**TASK DESCRIPTION**
Each record below needs to be written out exactly as it reads.

##### RECORDS FOR THE EXERCISE

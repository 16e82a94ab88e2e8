//! Quality profiles for the adaptive rendition ladder.

use serde::{Deserialize, Serialize};
use thiserror::Error;

use crate::encoder::Geometry;

pub const DEFAULT_AUDIO_BITRATE: &str = "128k";

#[derive(Error, Debug, Clone, PartialEq, Eq)]
pub enum ProfileError {
    #[error("profile ladder is empty")]
    Empty,
    #[error("profile {profile}: bitrate {value:?} is not a positive kbps value like \"800k\"")]
    InvalidBitrate { profile: String, value: String },
    #[error("profile {0}: width and height must be positive")]
    InvalidGeometry(String),
    #[error("profile {0}: name must be a non-empty filename-safe token")]
    InvalidName(String),
    #[error("profile name {0} is declared twice")]
    DuplicateName(String),
    #[error("profile {next} must have a higher bitrate than {previous}")]
    NotAscending { previous: String, next: String },
}

/// One rendition of the ladder, e.g. `360p 640x360 @ 800k`.
#[derive(Debug, Clone, PartialEq, Eq, Serialize, Deserialize)]
pub struct QualityProfile {
    pub name: String,
    pub width: u32,
    pub height: u32,
    /// Video bitrate as passed to the encoder, magnitude plus `k` suffix.
    pub video_bitrate: String,
    pub audio_bitrate: String,
}

impl QualityProfile {
    pub fn new(name: &str, width: u32, height: u32, video_bitrate: &str) -> Self {
        Self {
            name: name.to_string(),
            width,
            height,
            video_bitrate: video_bitrate.to_string(),
            audio_bitrate: DEFAULT_AUDIO_BITRATE.to_string(),
        }
    }

    pub fn geometry(&self) -> Geometry {
        Geometry::new(self.width, self.height)
    }

    /// `"{width}x{height}"`
    pub fn resolution(&self) -> String {
        self.geometry().to_string()
    }

    /// Declared bandwidth in bits per second: the kbps magnitude times 1000.
    /// This is the configured bitrate, not the bitrate the encoder achieved.
    pub fn bandwidth_bps(&self) -> Result<u64, ProfileError> {
        parse_bitrate_kbps(&self.video_bitrate)
            .and_then(|kbps| kbps.checked_mul(1000))
            .ok_or_else(|| ProfileError::InvalidBitrate {
                profile: self.name.clone(),
                value: self.video_bitrate.clone(),
            })
    }

    /// `{base_name}_{name}.m3u8`
    pub fn playlist_file_name(&self, base_name: &str) -> String {
        format!("{base_name}_{}.m3u8", self.name)
    }
}

/// Parse `"800k"` (or a bare `"800"`) into 800. Any other suffix is rejected.
pub fn parse_bitrate_kbps(value: &str) -> Option<u64> {
    let value = value.trim();
    let digits = value
        .strip_suffix('k')
        .or_else(|| value.strip_suffix('K'))
        .unwrap_or(value);
    if digits.is_empty() || !digits.bytes().all(|b| b.is_ascii_digit()) {
        return None;
    }
    digits.parse::<u64>().ok().filter(|&kbps| kbps > 0)
}

/// The 360p / 480p / 720p ladder.
pub fn default_ladder() -> Vec<QualityProfile> {
    vec![
        QualityProfile::new("360p", 640, 360, "800k"),
        QualityProfile::new("480p", 854, 480, "1400k"),
        QualityProfile::new("720p", 1280, 720, "2800k"),
    ]
}

/// Check the ladder invariants: non-empty, unique safe names, positive
/// geometry, parsable bitrates strictly ascending in declaration order.
pub fn validate_ladder(profiles: &[QualityProfile]) -> Result<(), ProfileError> {
    if profiles.is_empty() {
        return Err(ProfileError::Empty);
    }

    let mut previous: Option<(&str, u64)> = None;
    for (i, profile) in profiles.iter().enumerate() {
        let name_ok = !profile.name.is_empty()
            && profile
                .name
                .chars()
                .all(|c| c.is_ascii_alphanumeric() || c == '-' || c == '.');
        if !name_ok {
            return Err(ProfileError::InvalidName(profile.name.clone()));
        }
        if profiles[..i].iter().any(|p| p.name == profile.name) {
            return Err(ProfileError::DuplicateName(profile.name.clone()));
        }
        if profile.width == 0 || profile.height == 0 {
            return Err(ProfileError::InvalidGeometry(profile.name.clone()));
        }
        if parse_bitrate_kbps(&profile.audio_bitrate).is_none() {
            return Err(ProfileError::InvalidBitrate {
                profile: profile.name.clone(),
                value: profile.audio_bitrate.clone(),
            });
        }

        let bandwidth = profile.bandwidth_bps()?;
        if let Some((prev_name, prev_bandwidth)) = previous {
            if bandwidth <= prev_bandwidth {
                return Err(ProfileError::NotAscending {
                    previous: prev_name.to_string(),
                    next: profile.name.clone(),
                });
            }
        }
        previous = Some((&profile.name, bandwidth));
    }
    Ok(())
}

#[cfg(test)]
mod tests {
    use super::*;

    #[test]
    fn bitrate_is_numeric_prefix_times_thousand() {
        assert_eq!(parse_bitrate_kbps("800k"), Some(800));
        assert_eq!(parse_bitrate_kbps("1400K"), Some(1400));
        assert_eq!(parse_bitrate_kbps("96"), Some(96));
        assert_eq!(parse_bitrate_kbps("2M"), None);
        assert_eq!(parse_bitrate_kbps("k"), None);
        assert_eq!(parse_bitrate_kbps("0k"), None);
        assert_eq!(parse_bitrate_kbps("-5k"), None);

        let p = QualityProfile::new("720p", 1280, 720, "2800k");
        assert_eq!(p.bandwidth_bps().unwrap(), 2_800_000);
        assert_eq!(p.resolution(), "1280x720");
        assert_eq!(p.playlist_file_name("demo"), "demo_720p.m3u8");
    }

    #[test]
    fn default_ladder_is_valid() {
        let ladder = default_ladder();
        assert_eq!(ladder.len(), 3);
        assert!(validate_ladder(&ladder).is_ok());
        assert!(ladder.iter().all(|p| p.audio_bitrate == "128k"));
    }

    #[test]
    fn ladder_violations_are_rejected() {
        assert_eq!(validate_ladder(&[]), Err(ProfileError::Empty));

        let descending = vec![
            QualityProfile::new("720p", 1280, 720, "2800k"),
            QualityProfile::new("360p", 640, 360, "800k"),
        ];
        assert_eq!(
            validate_ladder(&descending),
            Err(ProfileError::NotAscending {
                previous: "720p".into(),
                next: "360p".into()
            })
        );

        let dup = vec![
            QualityProfile::new("sd", 640, 360, "800k"),
            QualityProfile::new("sd", 854, 480, "1400k"),
        ];
        assert_eq!(
            validate_ladder(&dup),
            Err(ProfileError::DuplicateName("sd".into()))
        );

        let bad_rate = vec![QualityProfile::new("hd", 1280, 720, "fast")];
        assert!(matches!(
            validate_ladder(&bad_rate),
            Err(ProfileError::InvalidBitrate { .. })
        ));

        let huge = vec![QualityProfile::new("hd", 1280, 720, "18446744073709552k")];
        assert_eq!(
            validate_ladder(&huge),
            Err(ProfileError::InvalidBitrate {
                profile: "hd".into(),
                value: "18446744073709552k".into()
            })
        );

        let slash = vec![QualityProfile::new("../x", 1280, 720, "800k")];
        assert!(matches!(
            validate_ladder(&slash),
            Err(ProfileError::InvalidName(_))
        ));

        let flat = vec![QualityProfile::new("zero", 0, 720, "800k")];
        assert_eq!(
            validate_ladder(&flat),
            Err(ProfileError::InvalidGeometry("zero".into()))
        );
    }
}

##########

**EXERCISE OUTPUT**
repository 16e82a94ab88e2e8
//! Quality profiles for the adaptive rendition ladder.

use serde::{Deserialize, Serialize};
use thiserror::Error;

use crate::encoder::Geometry;

pub const DEFAULT_AUDIO_BITRATE: &str = "128k";

#[derive(Error, Debug, Clone, PartialEq, Eq)]
pub enum ProfileError {
    #[error("profile ladder is empty")]
    Empty,
    #[error("profile {profile}: bitrate {value:?} is not a positive kbps value like \"800k\"")]
    InvalidBitrate { profile: String, value: String },
    #[error("profile {0}: width and height must be positive")]
    InvalidGeometry(String),
    #[error("profile {0}: name must be a non-empty filename-safe token")]
    InvalidName(String),
    #[error("profile name {0} is declared twice")]
    DuplicateName(String),
    #[error("profile {next} must have a higher bitrate than {previous}")]
    NotAscending { previous: String, next: String },
}

/// One rendition of the ladder, e.g. `360p 640x360 @ 800k`.
#[derive(Debug, Clone, PartialEq, Eq, Serialize, Deserialize)]
pub struct QualityProfile {
    pub name: String,
    pub width: u32,
    pub height: u32,
    /// Video bitrate as passed to the encoder, magnitude plus `k` suffix.
    pub video_bitrate: String,
    pub audio_bitrate: String,
}

impl QualityProfile {
    pub fn new(name: &str, width: u32, height: u32, video_bitrate: &str) -> Self {
        Self {
            name: name.to_string(),
            width,
            height,
            video_bitrate: video_bitrate.to_string(),
            audio_bitrate: DEFAULT_AUDIO_BITRATE.to_string(),
        }
    }

    pub fn geometry(&self) -> Geometry {
        Geometry::new(self.width, self.height)
    }

    /// `"{width}x{height}"`
    pub fn resolution(&self) -> String {
        self.geometry().to_string()
    }

    /// Declared bandwidth in bits per second: the kbps magnitude times 1000.
    /// This is the configured bitrate, not the bitrate the encoder achieved.
    pub fn bandwidth_bps(&self) -> Result<u64, ProfileError> {
        parse_bitrate_kbps(&self.video_bitrate)
            .and_then(|kbps| kbps.checked_mul(1000))
            .ok_or_else(|| ProfileError::InvalidBitrate {
                profile: self.name.clone(),
                value: self.video_bitrate.clone(),
            })
    }

    /// `{base_name}_{name}.m3u8`
    pub fn playlist_file_name(&self, base_name: &str) -> String {
        format!("{base_name}_{}.m3u8", self.name)
    }
}

/// Parse `"800k"` (or a bare `"800"`) into 800. Any other suffix is rejected.
pub fn parse_bitrate_kbps(value: &str) -> Option<u64> {
    let value = value.trim();
    let digits = value
        .strip_suffix('k')
        .or_else(|| value.strip_suffix('K'))
        .unwrap_or(value);
    if digits.is_empty() || !digits.bytes().all(|b| b.is_ascii_digit()) {
        return None;
    }
    digits.parse::<u64>().ok().filter(|&kbps| kbps > 0)
}

/// The 360p / 480p / 720p ladder.
pub fn default_ladder() -> Vec<QualityProfile> {
    vec![
        QualityProfile::new("360p", 640, 360, "800k"),
        QualityProfile::new("480p", 854, 480, "1400k"),
        QualityProfile::new("720p", 1280, 720, "2800k"),
    ]
}

/// Check the ladder invariants: non-empty, unique safe names, positive
/// geometry, parsable bitrates strictly ascending in declaration order.
pub fn validate_ladder(profiles: &[QualityProfile]) -> Result<(), ProfileError> {
    if profiles.is_empty() {
        return Err(ProfileError::Empty);
    }

    let mut previous: Option<(&str, u64)> = None;
    for (i, profile) in profiles.iter().enumerate() {
        let name_ok = !profile.name.is_empty()
            && profile
                .name
                .chars()
                .all(|c| c.is_ascii_alphanumeric() || c == '-' || c == '.');
        if !name_ok {
            return Err(ProfileError::InvalidName(profile.name.clone()));
        }
        if profiles[..i].iter().any(|p| p.name == profile.name) {
            return Err(ProfileError::DuplicateName(profile.name.clone()));
        }
        if profile.width == 0 || profile.height == 0 {
            return Err(ProfileError::InvalidGeometry(profile.name.clone()));
        }
        if parse_bitrate_kbps(&profile.audio_bitrate).is_none() {
            return Err(ProfileError::InvalidBitrate {
                profile: profile.name.clone(),
                value: profile.audio_bitrate.clone(),
            });
        }

        let bandwidth = profile.bandwidth_bps()?;
        if let Some((prev_name, prev_bandwidth)) = previous {
            if bandwidth <= prev_bandwidth {
                return Err(ProfileError::NotAscending {
                    previous: prev_name.to_string(),
                    next: profile.name.clone(),
                });
            }
        }
        previous = Some((&profile.name, bandwidth));
    }
    Ok(())
}

#[cfg(test)]
mod tests {
    use super::*;

    #[test]
    fn bitrate_is_numeric_prefix_times_thousand() {
        assert_eq!(parse_bitrate_kbps("800k"), Some(800));
        assert_eq!(parse_bitrate_kbps("1400K"), Some(1400));
        assert_eq!(parse_bitrate_kbps("96"), Some(96));
        assert_eq!(parse_bitrate_kbps("2M"), None);
        assert_eq!(parse_bitrate_kbps("k"), None);
        assert_eq!(parse_bitrate_kbps("0k"), None);
        assert_eq!(parse_bitrate_kbps("-5k"), None);

        let p = QualityProfile::new("720p", 1280, 720, "2800k");
        assert_eq!(p.bandwidth_bps().unwrap(), 2_800_000);
        assert_eq!(p.resolution(), "1280x720");
        assert_eq!(p.playlist_file_name("demo"), "demo_720p.m3u8");
    }

    #[test]
    fn default_ladder_is_valid() {
        let ladder = default_ladder();
        assert_eq!(ladder.len(), 3);
        assert!(validate_ladder(&ladder).is_ok());
        assert!(ladder.iter().all(|p| p.audio_bitrate == "128k"));
    }

    #[test]
    fn ladder_violations_are_rejected() {
        assert_eq!(validate_ladder(&[]), Err(ProfileError::Empty));

        let descending = vec![
            QualityProfile::new("720p", 1280, 720, "2800k"),
            QualityProfile::new("360p", 640, 360, "800k"),
        ];
        assert_eq!(
            validate_ladder(&descending),
            Err(ProfileError::NotAscending {
                previous: "720p".into(),
                next: "360p".into()
            })
        );

        let dup = vec![
            QualityProfile::new("sd", 640, 360, "800k"),
            QualityProfile::new("sd", 854, 480, "1400k"),
        ];
        assert_eq!(
            validate_ladder(&dup),
            Err(ProfileError::DuplicateName("sd".into()))
        );

        let bad_rate = vec![QualityProfile::new("hd", 1280, 720, "fast")];
        assert!(matches!(
            validate_ladder(&bad_rate),
            Err(ProfileError::InvalidBitrate { .. })
        ));

        let huge = vec![QualityProfile::new("hd", 1280, 720, "18446744073709552k")];
        assert_eq!(
            validate_ladder(&huge),
            Err(ProfileError::InvalidBitrate {
                profile: "hd".into(),
                value: "18446744073709552k".into()
            })
        );

        let slash = vec![QualityProfile::new("../x", 1280, 720, "800k")];
        assert!(matches!(
            validate_ladder(&slash),
            Err(ProfileError::InvalidName(_))
        ));

        let flat = vec![QualityProfile::new("zero", 0, 720, "800k")];
        assert_eq!(
            validate_ladder(&flat),
            Err(ProfileError::InvalidGeometry("zero".into()))
        );
    }
}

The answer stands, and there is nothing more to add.